Business intelligence is a "key area" for Microsoft and for the future of IT. That's the core message delivered by Steve Ballmer in his wrap-up keynote address at the vendor's May 9-11 BI Conference in Seattle. While those words were hardly earth shattering, the fact that they were delivered by Microsoft's CEO sent a clear message to attendees and to rivals including Oracle, SAP and IBM that the company is serious about BI.
Ballmer was part futurist, part analyst and part top executive during his one-hour presentation, with the futurist predicting "the information workers who today feel bombarded with information [in the future] will feel effortlessly connected and in control of the information they need – finding it, using it and collaborating around it. Business intelligence is squarely in the middle of that challenge."
Echoing the "BI for everyone" theme underpinning Microsoft's BI strategy, Ballmer said, "If businesses want a higher level of performance, then they have to enable their people to make better decisions. That's something we at Microsoft are very excited about."

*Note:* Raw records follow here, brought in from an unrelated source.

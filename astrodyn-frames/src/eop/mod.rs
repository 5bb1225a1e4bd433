//! Earth orientation parameters.
//!
//! [`EopData`] holds daily polar motion, UT1 − UTC and excess length of day,
//! read from IERS `finals2000A` text or built from records, and interpolates
//! them linearly to an epoch. The Earth body-fixed axes read polar motion and
//! UT1 − UTC from it; the harmonic field requires one at initialization.

mod interpolate;
mod parse;

pub use interpolate::EopData;
pub use parse::{parse_finals, parse_finals_line};

/// One day (or one interpolated instant) of Earth orientation.
#[derive(Debug, Clone, Copy, PartialEq)]
#[cfg_attr(feature = "serde", derive(serde::Serialize, serde::Deserialize))]
pub struct EopRecord {
    /// Standard Modified Julian Date (UTC).
    pub mjd: f64,
    /// Polar motion x, arcseconds.
    pub x_p: f64,
    /// Polar motion y, arcseconds.
    pub y_p: f64,
    /// UT1 − UTC, seconds.
    pub ut1_utc: f64,
    /// Excess length of day, seconds.
    pub lod: f64,
}

impl EopRecord {
    pub fn new(mjd: f64, x_p: f64, y_p: f64, ut1_utc: f64, lod: f64) -> Self {
        Self {
            mjd,
            x_p,
            y_p,
            ut1_utc,
            lod,
        }
    }

    /// Zero corrections at `mjd`.
    pub fn zero(mjd: f64) -> Self {
        Self::new(mjd, 0.0, 0.0, 0.0, 0.0)
    }
}
//! Geodetic latitude and longitude of points fixed to an oblate body.
//!
//! Topocentric axes need the local vertical of a ground station, which is the
//! ellipsoid normal at the station's geodetic latitude. Given the body-fixed
//! position, the latitude is found by fixed-point iteration:
//!
//! ```text
//! φ₀     = atan2(z, ρ)              ρ = √(x² + y²)
//! C      = R / √(1 − e² sin² φ)
//! φₖ₊₁   = atan((z + C e² sin φₖ) / ρ)
//! ```
//!
//! with `e² = 2f − f²`, stopping when successive latitudes differ by no more
//! than the tolerance. The longitude is `atan2(y, x)` directly.
//!
//! Points within 1 m of the polar axis have no well-defined longitude and are
//! rejected as a [`Singularity`](crate::MathErrorKind::Singularity).

use crate::errors::{AstroError, AstroResult, MathErrorKind};
use crate::matrix::Vector3;

/// Minimum distance from the polar axis, km.
pub const POLAR_AXIS_THRESHOLD: f64 = 1.0e-3;

/// Result of a geodetic solve. Angles are radians.
#[derive(Debug, Clone, Copy, PartialEq)]
pub struct GeodeticSolution {
    pub latitude: f64,
    pub longitude: f64,
    pub iterations: usize,
}

/// Iterative geodetic-latitude solver.
#[derive(Debug, Clone, Copy, PartialEq)]
pub struct GeodeticSolver {
    pub tolerance: f64,
    pub max_iterations: usize,
}

impl Default for GeodeticSolver {
    fn default() -> Self {
        Self {
            tolerance: 1.0e-11,
            max_iterations: 100,
        }
    }
}

impl GeodeticSolver {
    pub fn new(tolerance: f64, max_iterations: usize) -> Self {
        Self {
            tolerance,
            max_iterations,
        }
    }

    /// Solves for geodetic latitude/longitude of a body-fixed `position` (km).
    ///
    /// # Errors
    ///
    /// - [`MathErrorKind::Singularity`] when the point lies on the polar axis.
    /// - [`MathErrorKind::NoConvergence`] when the iteration cap is reached.
    /// - [`MathErrorKind::InvalidInput`] for a non-positive radius or a
    ///   flattening outside `[0, 1)`.
    pub fn solve(
        &self,
        position: &Vector3,
        equatorial_radius: f64,
        flattening: f64,
    ) -> AstroResult<GeodeticSolution> {
        if !(equatorial_radius > 0.0) || !(0.0..1.0).contains(&flattening) {
            return Err(AstroError::math_error(
                "geodetic_solve",
                MathErrorKind::InvalidInput,
                &format!(
                    "radius {} and flattening {} do not describe an oblate body",
                    equatorial_radius, flattening
                ),
            ));
        }

        let rxy = libm::sqrt(position.x * position.x + position.y * position.y);
        if rxy < POLAR_AXIS_THRESHOLD {
            return Err(AstroError::math_error(
                "geodetic_solve",
                MathErrorKind::Singularity,
                "point lies on the polar axis; longitude is undefined",
            ));
        }

        let e2 = 2.0 * flattening - flattening * flattening;
        let mut latitude = libm::atan2(position.z, rxy);

        for iteration in 1..=self.max_iterations {
            let sin_lat = latitude.sin();
            let c = equatorial_radius / libm::sqrt(1.0 - e2 * sin_lat * sin_lat);
            let next = libm::atan((position.z + c * e2 * sin_lat) / rxy);
            let delta = (next - latitude).abs();
            latitude = next;

            if delta <= self.tolerance {
                return Ok(GeodeticSolution {
                    latitude,
                    longitude: libm::atan2(position.y, position.x),
                    iterations: iteration,
                });
            }
        }

        Err(AstroError::math_error(
            "geodetic_solve",
            MathErrorKind::NoConvergence,
            &format!(
                "latitude did not converge to {:e} rad in {} iterations",
                self.tolerance, self.max_iterations
            ),
        ))
    }
}

/// Body-fixed position (km) of a point at geodetic `latitude`/`longitude`
/// (radians) and `height` (km) above the reference ellipsoid.
pub fn geodetic_to_body_fixed(
    latitude: f64,
    longitude: f64,
    height: f64,
    equatorial_radius: f64,
    flattening: f64,
) -> Vector3 {
    let e2 = 2.0 * flattening - flattening * flattening;
    let (sin_lat, cos_lat) = latitude.sin_cos();
    let (sin_lon, cos_lon) = longitude.sin_cos();
    let n = equatorial_radius / libm::sqrt(1.0 - e2 * sin_lat * sin_lat);

    Vector3::new(
        (n + height) * cos_lat * cos_lon,
        (n + height) * cos_lat * sin_lon,
        (n * (1.0 - e2) + height) * sin_lat,
    )
}

/// Local vertical (ellipsoid normal) at a geodetic latitude/longitude.
pub fn local_vertical(latitude: f64, longitude: f64) -> Vector3 {
    let (sin_lat, cos_lat) = latitude.sin_cos();
    let (sin_lon, cos_lon) = longitude.sin_cos();
    Vector3::new(cos_lat * cos_lon, cos_lat * sin_lon, sin_lat)
}

#[cfg(test)]
mod tests {
    use super::*;
    use crate::constants::{DEG_TO_RAD, EARTH_EQUATORIAL_RADIUS, EARTH_FLATTENING};

    #[test]
    fn test_cape_canaveral_round_trip() {
        let lat = 28.5 * DEG_TO_RAD;
        let lon = -80.6 * DEG_TO_RAD;
        let position =
            geodetic_to_body_fixed(lat, lon, 0.0, EARTH_EQUATORIAL_RADIUS, EARTH_FLATTENING);

        let solution = GeodeticSolver::default()
            .solve(&position, EARTH_EQUATORIAL_RADIUS, EARTH_FLATTENING)
            .unwrap();

        assert!((solution.latitude - lat).abs() < 1e-9);
        assert!((solution.longitude - lon).abs() < 1e-12);
        assert!(solution.iterations < 10);
    }

    #[test]
    fn test_sphere_needs_one_step() {
        let position = Vector3::new(4000.0, 3000.0, 2000.0);
        let solution = GeodeticSolver::default().solve(&position, 6000.0, 0.0).unwrap();
        assert!((solution.latitude - libm::atan2(2000.0, 5000.0)).abs() < 1e-15);
        assert_eq!(solution.iterations, 1);
    }

    #[test]
    fn test_polar_axis_is_singular() {
        let err = GeodeticSolver::default()
            .solve(&Vector3::new(0.0, 0.0, 6356.0), EARTH_EQUATORIAL_RADIUS, EARTH_FLATTENING)
            .unwrap_err();
        assert_eq!(err.math_kind(), MathErrorKind::Singularity);

        let near = Vector3::new(0.0009, 0.0, 6356.0);
        let err = GeodeticSolver::default()
            .solve(&near, EARTH_EQUATORIAL_RADIUS, EARTH_FLATTENING)
            .unwrap_err();
        assert_eq!(err.math_kind(), MathErrorKind::Singularity);
    }

    #[test]
    fn test_iteration_cap() {
        let position = geodetic_to_body_fixed(
            0.7,
            0.1,
            0.0,
            EARTH_EQUATORIAL_RADIUS,
            EARTH_FLATTENING,
        );
        let err = GeodeticSolver::new(0.0, 1)
            .solve(&position, EARTH_EQUATORIAL_RADIUS, EARTH_FLATTENING)
            .unwrap_err();
        assert_eq!(err.math_kind(), MathErrorKind::NoConvergence);
    }

    #[test]
    fn test_rejects_bad_ellipsoid() {
        let p = Vector3::new(7000.0, 0.0, 0.0);
        assert!(GeodeticSolver::default().solve(&p, -1.0, 0.0).is_err());
        assert!(GeodeticSolver::default().solve(&p, 6378.0, 1.0).is_err());
    }

    #[test]
    fn test_local_vertical_is_unit() {
        let up = local_vertical(0.3, -1.2);
        assert!((up.magnitude() - 1.0).abs() < 1e-15);
    }
}
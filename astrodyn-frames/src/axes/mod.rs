//! Axis systems: time-dependent rotations to MJ2000Eq.
//!
//! An [`AxisSystem`] wraps one [`AxisKind`] variant together with the state
//! every variant shares: the [`CoordinateBase`] references, the last computed
//! [`Rotation`], the epoch it was computed for, and the update interval that
//! governs how often precession terms are refreshed.
//!
//! | Variant | Rotation to MJ2000Eq | Rate |
//! |---------|----------------------|------|
//! | `MJ2000Eq` | identity | zero |
//! | `MJ2000Ec` | `Rx(ε₀)ᵀ` | zero |
//! | `MODEq` | `Pᵀ` at the current epoch | zero |
//! | `MODEc` | `Pᵀ · Rx(ε)ᵀ` at the current epoch | zero |
//! | `MOEEq` / `MOEEc` | as MOD, frozen at the reference epoch | zero |
//! | `BodyFixed` | body orientation model | from the spin rate |
//! | `Topocentric` | `R_bf · R_FT` | `Ṙ_bf · R_FT` |
//!
//! The matrix `Rotation::matrix` maps a vector expressed in these axes into
//! MJ2000Eq: `r_mj2000 = R · r_axes`.
//!
//! ```
//! use astrodyn_frames::{AxisEnvironment, AxisSystem, SolarSystem, A1};
//!
//! let mut ss = SolarSystem::with_default_bodies();
//! let mut axes = AxisSystem::mod_eq("EarthMODEq", "Earth");
//! axes.set_solar_system(&mut ss);
//! axes.initialize(&ss).unwrap();
//!
//! let env = AxisEnvironment::new(&ss);
//! axes.calculate_rotation_matrix(&A1::j2000(), &env, false).unwrap();
//! assert!(axes.rot_matrix().is_rotation_matrix(1e-12));
//! ```

mod body_fixed;
mod inertial;
mod mean_of_date;
mod mean_of_epoch;
mod topocentric;

pub use body_fixed::BodyFixedAxes;
pub use inertial::InertialAxes;
pub use mean_of_date::MeanOfDateAxes;
pub use mean_of_epoch::MeanOfEpochAxes;
pub use topocentric::TopocentricAxes;

use astrodyn_core::Matrix3;
use astrodyn_time::A1;

use crate::coordinate_base::CoordinateBase;
use crate::eop::EopData;
use crate::solar_system::SolarSystem;
use crate::{FrameError, FrameResult, DEFAULT_UPDATE_INTERVAL};

/// Rotation to MJ2000Eq and its time derivative (1/s).
#[derive(Debug, Clone, Copy, PartialEq)]
#[cfg_attr(feature = "serde", derive(serde::Serialize, serde::Deserialize))]
pub struct Rotation {
    pub matrix: Matrix3,
    pub matrix_dot: Matrix3,
}

impl Rotation {
    pub fn new(matrix: Matrix3, matrix_dot: Matrix3) -> Self {
        Self { matrix, matrix_dot }
    }

    /// A constant rotation.
    pub fn fixed(matrix: Matrix3) -> Self {
        Self::new(matrix, Matrix3::zeros())
    }

    pub fn identity() -> Self {
        Self::fixed(Matrix3::identity())
    }
}

impl Default for Rotation {
    fn default() -> Self {
        Self::identity()
    }
}

/// Which fundamental plane a mean-of-J2000/date/epoch system uses.
#[derive(Debug, Clone, Copy, PartialEq, Eq)]
#[cfg_attr(feature = "serde", derive(serde::Serialize, serde::Deserialize))]
pub enum ReferencePlane {
    Equator,
    Ecliptic,
}

/// Inputs an axis system reads from outside itself during a compute.
///
/// `body_fixed` carries the freshly computed rotation of the coordinate system
/// this one depends on (see [`RotationProvider::dependency`]); topocentric
/// axes fail without it.
#[derive(Debug, Clone, Copy)]
pub struct AxisEnvironment<'a> {
    pub solar_system: &'a SolarSystem,
    pub eop: Option<&'a EopData>,
    pub body_fixed: Option<&'a Rotation>,
}

impl<'a> AxisEnvironment<'a> {
    pub fn new(solar_system: &'a SolarSystem) -> Self {
        Self {
            solar_system,
            eop: None,
            body_fixed: None,
        }
    }

    pub fn with_eop(mut self, eop: Option<&'a EopData>) -> Self {
        self.eop = eop;
        self
    }

    pub fn with_body_fixed(mut self, rotation: Option<&'a Rotation>) -> Self {
        self.body_fixed = rotation;
        self
    }
}

/// Per-call context handed to a [`RotationProvider`].
pub struct AxisContext<'a> {
    pub base: &'a CoordinateBase,
    pub env: &'a AxisEnvironment<'a>,
    /// Seconds between precession refreshes.
    pub update_interval: f64,
    pub force: bool,
}

/// Behavior each axis variant supplies.
pub trait RotationProvider {
    /// Variant-specific checks once the base references are resolved. A
    /// returned rotation is stored as the current matrices.
    fn initialize(
        &mut self,
        _base: &CoordinateBase,
        _solar_system: &SolarSystem,
    ) -> FrameResult<Option<Rotation>> {
        Ok(None)
    }

    fn compute(&mut self, epoch: &A1, ctx: &AxisContext<'_>) -> FrameResult<Rotation>;

    /// True when the orientation is pinned to a reference epoch.
    fn uses_epoch(&self) -> bool {
        false
    }

    /// Coordinate system whose rotation must be computed first.
    fn dependency(&self) -> Option<&str> {
        None
    }
}

/// The concrete axis variants.
#[derive(Debug, Clone, PartialEq)]
pub enum AxisKind {
    Inertial(InertialAxes),
    MeanOfDate(MeanOfDateAxes),
    MeanOfEpoch(MeanOfEpochAxes),
    BodyFixed(BodyFixedAxes),
    Topocentric(TopocentricAxes),
}

impl AxisKind {
    /// Script-style type name, e.g. `"MODEq"`.
    pub fn type_name(&self) -> &'static str {
        match self {
            Self::Inertial(axes) => match axes.plane() {
                ReferencePlane::Equator => "MJ2000Eq",
                ReferencePlane::Ecliptic => "MJ2000Ec",
            },
            Self::MeanOfDate(axes) => match axes.plane() {
                ReferencePlane::Equator => "MODEq",
                ReferencePlane::Ecliptic => "MODEc",
            },
            Self::MeanOfEpoch(axes) => match axes.plane() {
                ReferencePlane::Equator => "MOEEq",
                ReferencePlane::Ecliptic => "MOEEc",
            },
            Self::BodyFixed(_) => "BodyFixed",
            Self::Topocentric(_) => "Topocentric",
        }
    }

    fn provider(&self) -> &dyn RotationProvider {
        match self {
            Self::Inertial(axes) => axes,
            Self::MeanOfDate(axes) => axes,
            Self::MeanOfEpoch(axes) => axes,
            Self::BodyFixed(axes) => axes,
            Self::Topocentric(axes) => axes,
        }
    }

    fn provider_mut(&mut self) -> &mut dyn RotationProvider {
        match self {
            Self::Inertial(axes) => axes,
            Self::MeanOfDate(axes) => axes,
            Self::MeanOfEpoch(axes) => axes,
            Self::BodyFixed(axes) => axes,
            Self::Topocentric(axes) => axes,
        }
    }
}

#[derive(Debug, Clone, PartialEq)]
pub struct AxisSystem {
    base: CoordinateBase,
    kind: AxisKind,
    rotation: Rotation,
    epoch: Option<A1>,
    update_interval: f64,
    override_origin_interval: bool,
    update_interval_to_use: f64,
    initialized: bool,
}

impl AxisSystem {
    pub fn new(instance_name: &str, origin_name: &str, kind: AxisKind) -> Self {
        Self {
            base: CoordinateBase::new(instance_name, origin_name),
            kind,
            rotation: Rotation::identity(),
            epoch: None,
            update_interval: DEFAULT_UPDATE_INTERVAL,
            override_origin_interval: true,
            update_interval_to_use: DEFAULT_UPDATE_INTERVAL,
            initialized: false,
        }
    }

    pub fn mj2000_eq(instance_name: &str, origin_name: &str) -> Self {
        Self::new(
            instance_name,
            origin_name,
            AxisKind::Inertial(InertialAxes::new(ReferencePlane::Equator)),
        )
    }

    pub fn mj2000_ec(instance_name: &str, origin_name: &str) -> Self {
        Self::new(
            instance_name,
            origin_name,
            AxisKind::Inertial(InertialAxes::new(ReferencePlane::Ecliptic)),
        )
    }

    pub fn mod_eq(instance_name: &str, origin_name: &str) -> Self {
        Self::new(
            instance_name,
            origin_name,
            AxisKind::MeanOfDate(MeanOfDateAxes::new(ReferencePlane::Equator)),
        )
    }

    pub fn mod_ec(instance_name: &str, origin_name: &str) -> Self {
        Self::new(
            instance_name,
            origin_name,
            AxisKind::MeanOfDate(MeanOfDateAxes::new(ReferencePlane::Ecliptic)),
        )
    }

    pub fn moe_eq(instance_name: &str, origin_name: &str, reference_epoch: A1) -> Self {
        Self::new(
            instance_name,
            origin_name,
            AxisKind::MeanOfEpoch(MeanOfEpochAxes::new(ReferencePlane::Equator, reference_epoch)),
        )
    }

    pub fn moe_ec(instance_name: &str, origin_name: &str, reference_epoch: A1) -> Self {
        Self::new(
            instance_name,
            origin_name,
            AxisKind::MeanOfEpoch(MeanOfEpochAxes::new(ReferencePlane::Ecliptic, reference_epoch)),
        )
    }

    pub fn body_fixed(instance_name: &str, origin_name: &str) -> Self {
        Self::new(instance_name, origin_name, AxisKind::BodyFixed(BodyFixedAxes::new()))
    }

    pub fn topocentric(instance_name: &str, origin_name: &str) -> Self {
        Self::new(instance_name, origin_name, AxisKind::Topocentric(TopocentricAxes::new()))
    }

    pub fn base(&self) -> &CoordinateBase {
        &self.base
    }

    pub fn base_mut(&mut self) -> &mut CoordinateBase {
        &mut self.base
    }

    pub fn kind(&self) -> &AxisKind {
        &self.kind
    }

    pub fn type_name(&self) -> &'static str {
        self.kind.type_name()
    }

    pub fn instance_name(&self) -> &str {
        self.base.instance_name()
    }

    pub fn rot_matrix(&self) -> &Matrix3 {
        &self.rotation.matrix
    }

    pub fn rot_dot_matrix(&self) -> &Matrix3 {
        &self.rotation.matrix_dot
    }

    pub fn rotation(&self) -> &Rotation {
        &self.rotation
    }

    /// Epoch of the last computation.
    pub fn epoch(&self) -> Option<A1> {
        self.epoch
    }

    pub fn is_initialized(&self) -> bool {
        self.initialized
    }

    pub fn uses_epoch(&self) -> bool {
        self.kind.provider().uses_epoch()
    }

    pub fn dependency(&self) -> Option<&str> {
        self.kind.provider().dependency()
    }

    pub fn update_interval(&self) -> f64 {
        self.update_interval
    }

    pub fn set_update_interval(&mut self, seconds: f64) {
        self.update_interval = seconds;
    }

    pub fn override_origin_interval(&self) -> bool {
        self.override_origin_interval
    }

    pub fn set_override_origin_interval(&mut self, flag: bool) {
        self.override_origin_interval = flag;
    }

    /// Interval in effect since the last [`initialize`](Self::initialize).
    pub fn update_interval_to_use(&self) -> f64 {
        self.update_interval_to_use
    }

    pub fn set_solar_system(&mut self, ss: &mut SolarSystem) -> bool {
        self.base.set_solar_system(ss)
    }

    /// Validates references and prepares the variant for computation.
    pub fn initialize(&mut self, ss: &SolarSystem) -> FrameResult<()> {
        self.initialized = false;
        self.base.initialize()?;

        self.update_interval_to_use = if self.override_origin_interval {
            self.base
                .origin()
                .and_then(|id| ss.body(id))
                .map(|body| body.nutation_update_interval)
                .unwrap_or(self.update_interval)
        } else {
            self.update_interval
        };

        if let Some(rotation) = self.kind.provider_mut().initialize(&self.base, ss)? {
            self.rotation = rotation;
        }
        self.epoch = None;
        self.initialized = true;
        Ok(())
    }

    /// Brings the rotation up to date for `epoch`.
    ///
    /// A repeated epoch is a no-op unless `force` is set. Topocentric axes
    /// always recompute because the body-fixed rotation they read may have
    /// moved.
    pub fn calculate_rotation_matrix(
        &mut self,
        epoch: &A1,
        env: &AxisEnvironment<'_>,
        force: bool,
    ) -> FrameResult<()> {
        if !self.initialized {
            return Err(FrameError::configuration(
                self.base.instance_name(),
                "axis system used before initialization",
            ));
        }

        let always = matches!(self.kind, AxisKind::Topocentric(_));
        if !force && !always && self.epoch.as_ref() == Some(epoch) {
            return Ok(());
        }

        let ctx = AxisContext {
            base: &self.base,
            env,
            update_interval: self.update_interval_to_use,
            force,
        };
        self.rotation = self.kind.provider_mut().compute(epoch, &ctx)?;
        self.epoch = Some(*epoch);

        log::trace!("{} ({}) rotation at {}", self.base.instance_name(), self.type_name(), epoch);
        Ok(())
    }
}

/// Serializable description of an axis system.
#[derive(Debug, Clone, PartialEq)]
#[cfg_attr(feature = "serde", derive(serde::Serialize, serde::Deserialize))]
#[cfg_attr(feature = "serde", serde(tag = "type"))]
pub enum AxesConfig {
    MJ2000Eq,
    MJ2000Ec,
    MODEq,
    MODEc,
    /// Reference epoch as an A1 Modified Julian date (JD 2430000.0 based).
    MOEEq { epoch: f64 },
    MOEEc { epoch: f64 },
    BodyFixed,
    Topocentric,
}

impl AxesConfig {
    pub fn build(&self, instance_name: &str, origin_name: &str) -> AxisSystem {
        match *self {
            Self::MJ2000Eq => AxisSystem::mj2000_eq(instance_name, origin_name),
            Self::MJ2000Ec => AxisSystem::mj2000_ec(instance_name, origin_name),
            Self::MODEq => AxisSystem::mod_eq(instance_name, origin_name),
            Self::MODEc => AxisSystem::mod_ec(instance_name, origin_name),
            Self::MOEEq { epoch } => {
                AxisSystem::moe_eq(instance_name, origin_name, A1::from_gmat_mjd(epoch))
            }
            Self::MOEEc { epoch } => {
                AxisSystem::moe_ec(instance_name, origin_name, A1::from_gmat_mjd(epoch))
            }
            Self::BodyFixed => AxisSystem::body_fixed(instance_name, origin_name),
            Self::Topocentric => AxisSystem::topocentric(instance_name, origin_name),
        }
    }
}
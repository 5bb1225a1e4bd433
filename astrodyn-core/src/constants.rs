pub const J2000_JD: f64 = 2451545.0;

pub const DAYS_PER_JULIAN_CENTURY: f64 = 36525.0;

pub const SECONDS_PER_DAY: f64 = 86_400.0;

pub const MJD_ZERO_POINT: f64 = 2_400_000.5;

#[allow(clippy::excessive_precision)]
pub const ARCSEC_TO_RAD: f64 = 4.848136811095359935899141e-6;

#[allow(clippy::excessive_precision)]
#[allow(clippy::approx_constant)]
pub const PI: f64 = 3.141592653589793238462643;

#[allow(clippy::excessive_precision)]
#[allow(clippy::approx_constant)]
pub const HALF_PI: f64 = 1.5707963267948966192313216;

#[allow(clippy::excessive_precision)]
#[allow(clippy::approx_constant)]
pub const TWOPI: f64 = 6.283185307179586476925287;

#[allow(clippy::excessive_precision)]
pub const DEG_TO_RAD: f64 = 1.745329251994329576923691e-2;

/// Mean obliquity of the ecliptic at J2000.0 (IAU 1980), arcseconds.
pub const J2000_OBLIQUITY_ARCSEC: f64 = 84381.448;

/// Earth gravitational parameter, km³/s².
pub const EARTH_MU: f64 = 398_600.4415;

/// Earth equatorial radius, km.
pub const EARTH_EQUATORIAL_RADIUS: f64 = 6378.1363;

pub const EARTH_FLATTENING: f64 = 0.0033527;

/// Nominal Earth rotation rate, rad/s (length of day = 86400 s).
#[allow(clippy::excessive_precision)]
pub const EARTH_ANGULAR_VELOCITY: f64 = 7.292115146706979e-5;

The next milestone in the vendor's thrust into BI will be the release of the PerformancePoint Server, which is expected in September, but Ballmer said Microsoft is already running its own business using the beta software. Ballmer also interviewed customers Randy Benz, CIO of Energizer, and Steve Anderson, Chief Architect at the Veteran's Health Administration, about their use of the Microsoft BI platform. Energizer is developing scorecard apps on the beta version of PerformancePoint while the Veterans Administration is centralizing multiple departmental deployments of Microsoft BI and ProClarity software. PerformancePoint is based in large part on performance management software from ProClarity, which was acquired by Microsoft last year.
In a Q&A session, Ballmer answered preselected questions from the audience, the first of which dealt with the long-term direction of Office – an important topic given Microsoft's emphasis on exposing BI through Office System components including Excel and SharePoint.
"It's clear that Office needs to make transition to software plus service," Ballmer replied, "but I wouldn't go as far as some pundits who suggest that means we need to do a complete rewrite in Ajax." In the same vein, Ballmer answered a question about SaaS saying he has advocated delivering PerformancePoint as a service, "but my people reminded me that we have to ship the product first."
Asked about short-term and long-term options for meeting BI and portal needs in an SAP/Microsoft environment, Ballmer said, "I think we're doing a superb job of offering you a choice. You can follow a Microsoft strategy, an SAP strategy or you can choose Duet, our joint solution. We'll continue to invest in Duet and we'll work to make core programs more interoperable."
Speculating that the process of democratizing BI will take many years of hard work, Ballmer closed his remarks saying, "until every knowledge worker who has a question can say, 'I could find the information I needed and answer that question myself,' we'll still have work to do."